We now have the guessed labels for $\mathcal{X}_{u}$ and true labels for $\mathcal{X}_{l}$ . From $\mathcal{X}_{l}$ , we randomly sample ( $x_{l1},y_{l1}$ ) as data-target pair to calculate supervised loss. The objective for supervised setup is $\mathcal{L}_{sup}=\mathcal{L}_{CEL}(\lambda_{1}+\lambda_{2}\mathcal{L}_{BAL})+\lambda_{3}\mathcal{L}_{SL}$ , where $\mathcal{L}_{CEL}$ , $\mathcal{L}_{BAL}$ , and $\mathcal{L}_{SL}$ are, respectively, the cross-entropy loss, boundary aware loss (Ronneberger et al., 2015) and the surface loss (Kervadec et al., 2018). For the case of $\mathcal{X}_{u}$ , we consider unsupervised loss (referred to hereafter as $\mathcal{L}_{u}$ ), which is the L2 loss computed between the predicted softmax probabilities and the guessed label ( $y_{u}$ ), as it is less susceptible to wrong predictions (Berthelot et al., 2019; Laine and Aila, 2017). As shown in Fig. 1 (c), we sample from the combination of labeled and unlabeled datasets, and consider all the augmented copies (Fig. 1 (c) represents the case when $A=2$ ) to calculate $\mathcal{L}_{u}$ . Since both data-point $x_{2}$ , and $x_{2}^{{}^{\prime}}$ have the same guesses label $y_{2}$ , the minimization of unsupervised loss acts as the consistency regularization. The overall SSL loss is the combination of the $\mathcal{L}_{sup}$ and $\mathcal{L}_{u}$ , with $\lambda_{u}$ as the weighting term between two-loss terms: $\mathcal{L}=\mathcal{L}_{sup}+\lambda_{u}\mathcal{L}_{u}$ .

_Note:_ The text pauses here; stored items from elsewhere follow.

//! Account domain types.

use chrono::{DateTime, Utc};
use serde::Serialize;

use kirana_core::{Email, UserId};

/// A storefront account (domain type, hash omitted).
#[derive(Debug, Clone, Serialize)]
pub struct User {
    /// Unique account ID.
    pub id: UserId,
    /// Display name.
    pub name: String,
    /// Login email, unique across accounts.
    pub email: Email,
    /// Whether this account may use the admin surface.
    pub is_admin: bool,
    /// Free-form shipping address from the profile page.
    #[serde(skip_serializing_if = "Option::is_none")]
    pub address: Option<String>,
    /// Profile image URL (upload happens elsewhere; we only keep the URL).
    #[serde(skip_serializing_if = "Option::is_none")]
    pub avatar_url: Option<String>,
    /// When the account was created.
    pub created_at: DateTime<Utc>,
}

/// The authenticated actor attached to a request.
///
/// Resolved from the bearer token by the auth extractors; handlers only see
/// this identity + admin-flag pair, never the token itself.
#[derive(Debug, Clone, Serialize)]
pub struct CurrentUser {
    pub id: UserId,
    pub name: String,
    pub email: Email,
    pub is_admin: bool,
}

impl From<User> for CurrentUser {
    fn from(user: User) -> Self {
        Self {
            id: user.id,
            name: user.name,
            email: user.email,
            is_admin: user.is_admin,
        }
    }
}
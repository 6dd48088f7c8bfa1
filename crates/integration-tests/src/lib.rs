//! End-to-end tests for the Kirana API.
//!
//! # Running Tests
//!
//! ```bash
//! # Start PostgreSQL, migrate, and create the test admin
//! cargo run -p kirana-cli -- migrate
//! cargo run -p kirana-cli -- admin create \
//!     -e admin@kirana.test -n "Test Admin" -p "test admin password"
//!
//! # Start the API
//! cargo run -p kirana-api
//!
//! # Run the ignored end-to-end tests
//! cargo test -p kirana-integration-tests -- --ignored
//! ```
//!
//! # Environment
//!
//! - `KIRANA_API_BASE_URL` - API under test (default: `http://localhost:5000`)
//! - `KIRANA_TEST_ADMIN_EMAIL` / `KIRANA_TEST_ADMIN_PASSWORD` - admin
//!   credentials for the admin-only flows (defaults match the snippet above)

use reqwest::Client;
use serde_json::{Value, json};

/// Base URL for the API under test (configurable via environment).
#[must_use]
pub fn api_base_url() -> String {
    std::env::var("KIRANA_API_BASE_URL").unwrap_or_else(|_| "http://localhost:5000".to_string())
}

/// Build the shared HTTP client.
///
/// # Panics
///
/// Panics if the TLS backend cannot be initialized.
#[must_use]
pub fn client() -> Client {
    Client::builder()
        .build()
        .expect("Failed to create HTTP client")
}

/// A unique throwaway email for one test run.
#[must_use]
pub fn unique_email(prefix: &str) -> String {
    format!("{prefix}+{}@kirana.test", uuid::Uuid::new_v4().simple())
}

/// Register a fresh account; returns its summary (including `token`).
///
/// # Panics
///
/// Panics if the request fails or the API rejects the registration.
pub async fn register_user(client: &Client, name: &str) -> Value {
    let base_url = api_base_url();
    let resp = client
        .post(format!("{base_url}/api/users/register"))
        .json(&json!({
            "name": name,
            "email": unique_email("shopper"),
            "password": "a perfectly fine password",
        }))
        .send()
        .await
        .expect("Failed to register test user");

    assert_eq!(resp.status(), 201, "registration should succeed");
    resp.json().await.expect("Failed to parse registration body")
}

/// Extract the bearer token from a register/login response body.
///
/// # Panics
///
/// Panics if the body has no `token` string.
#[must_use]
pub fn token_of(body: &Value) -> String {
    body["token"]
        .as_str()
        .expect("response should carry a token")
        .to_string()
}

/// Login as the test admin (see crate docs for how it is provisioned).
///
/// # Panics
///
/// Panics if the admin login fails.
pub async fn admin_token(client: &Client) -> String {
    let base_url = api_base_url();
    let email = std::env::var("KIRANA_TEST_ADMIN_EMAIL")
        .unwrap_or_else(|_| "admin@kirana.test".to_string());
    let password = std::env::var("KIRANA_TEST_ADMIN_PASSWORD")
        .unwrap_or_else(|_| "test admin password".to_string());

    let resp = client
        .post(format!("{base_url}/api/users/login"))
        .json(&json!({ "email": email, "password": password }))
        .send()
        .await
        .expect("Failed to login as admin");

    assert_eq!(
        resp.status(),
        200,
        "admin login should succeed; is the test admin provisioned?"
    );
    let body: Value = resp.json().await.expect("Failed to parse admin login body");
    assert_eq!(body["is_admin"], json!(true), "test account must be admin");
    token_of(&body)
}

/// Create a product via the admin surface; returns the product body.
///
/// # Panics
///
/// Panics if the request fails or is rejected.
pub async fn create_product(
    client: &Client,
    admin_token: &str,
    name: &str,
    price_rupees: i64,
    stock_count: i32,
) -> Value {
    let base_url = api_base_url();
    let resp = client
        .post(format!("{base_url}/api/products"))
        .bearer_auth(admin_token)
        .json(&json!({
            "name": name,
            "price": price_rupees.to_string(),
            "category": "Test",
            "stock_count": stock_count,
        }))
        .send()
        .await
        .expect("Failed to create test product");

    assert_eq!(resp.status(), 201, "product creation should succeed");
    resp.json().await.expect("Failed to parse product body")
}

3.3. $\mathcal{SSL}_{ss}:$ SSL with self-supervised learning

In this section, we propose a novel SSL method for the task of semantic segmentation utilizing the idea from self-supervised learning (Kolesnikov et al., 2019). The self-supervised learning uses unlabeled data to formulate a pretext learning task such as predicting context, for which a target objective can be computed without supervision (Kolesnikov et al., 2019). In our case, predicting labels from the inversion of the transformed image’s model prediction is the pretext learning task (Fig. 1 (b)). This also helps us to utilize widely used image transformations, including rotation and translation, which we were unable to use in Section 3.2. Note that these image transformations are important to account for variations in relative motion of the eye with respect to camera. We now present how we perform label guessing, which is the primary difference in comparison to $\mathcal{SSL}_{D}$ .

3.3.1. Guessing Labels

We first consider the same domain augmentation strategies used in 3.2.1 to create $A$ separate copies for each data point $x_{u}$ . For each of these augmented data points, with different probability $p_{1}$ , and $p_{2}$ , we further introduce image transformation-based augmentation of rotation, and translation, respectively. Collectively, we will use $\mathcal{T}$ to denote these image transformations. We pass them into our segmentation network to obtain the corresponding labels and then calculate the inverse transform $\mathcal{T}^{-1}$ of these labels to bring them back into the same spatial space where the initial data points reside. Finally, we compute the average of the inverse of the model’s prediction $y_{u}$ , as the guessed labels for all $A$ separate copies of data point $x_{u}$ :

(2)

y_{u}=\frac{1}{A}\sum_{a=1}^{A}\mathbf{\mathcal{T}^{-1}}(f(\mathbf{\mathcal{T}}(x_{u,a});\theta))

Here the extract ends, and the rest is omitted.